[Stored data]
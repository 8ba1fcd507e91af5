use clap::Parser;

/// This is a tabulation program for polling-station electoral records.
#[derive(Parser, Debug, Clone)]
#[clap(author, version, about, long_about = None)]
pub struct Args {
    /// (file path) The tally sheet describing the election, in JSON format.
    /// For more information about the file format, read the manual of the electoral_tally crate.
    #[clap(short, long, value_parser)]
    pub config: String,

    /// (file path) A reference file containing the summary of an election in JSON format. If provided, etally will
    /// check that the tabulated output matches the reference.
    #[clap(short, long, value_parser)]
    pub reference: Option<String>,

    /// (file path, 'stdout' or empty) If specified, the summary of the election will be written in JSON format to the given
    /// location. Otherwise it is printed on the standard output.
    #[clap(short, long, value_parser)]
    pub out: Option<String>,

    /// (file path or empty) If specified, the complete state of the registry (parties, candidates, stations,
    /// records and elections) is written in JSON format to the given location.
    #[clap(short, long, value_parser)]
    pub snapshot: Option<String>,

    /// (default admin) The role to run as: observer, operator or admin.
    #[clap(long, value_parser, default_value = "admin")]
    pub role: String,

    // Other arguments
    /// If passed as an argument, will turn on verbose logging to the standard output.
    #[clap(long, takes_value = false)]
    pub verbose: bool,
}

=== Task objective ===
Repeat the records above exactly, with nothing left out.

=== Output ===
repository 8ba1fcd507e91af5
use clap::Parser;

/// This is a tabulation program for polling-station electoral records.
#[derive(Parser, Debug, Clone)]
#[clap(author, version, about, long_about = None)]
pub struct Args {
    /// (file path) The tally sheet describing the election, in JSON format.
    /// For more information about the file format, read the manual of the electoral_tally crate.
    #[clap(short, long, value_parser)]
    pub config: String,

    /// (file path) A reference file containing the summary of an election in JSON format. If provided, etally will
    /// check that the tabulated output matches the reference.
    #[clap(short, long, value_parser)]
    pub reference: Option<String>,

    /// (file path, 'stdout' or empty) If specified, the summary of the election will be written in JSON format to the given
    /// location. Otherwise it is printed on the standard output.
    #[clap(short, long, value_parser)]
    pub out: Option<String>,

    /// (file path or empty) If specified, the complete state of the registry (parties, candidates, stations,
    /// records and elections) is written in JSON format to the given location.
    #[clap(short, long, value_parser)]
    pub snapshot: Option<String>,

    /// (default admin) The role to run as: observer, operator or admin.
    #[clap(long, value_parser, default_value = "admin")]
    pub role: String,

    // Other arguments
    /// If passed as an argument, will turn on verbose logging to the standard output.
    #[clap(long, takes_value = false)]
    pub verbose: bool,
}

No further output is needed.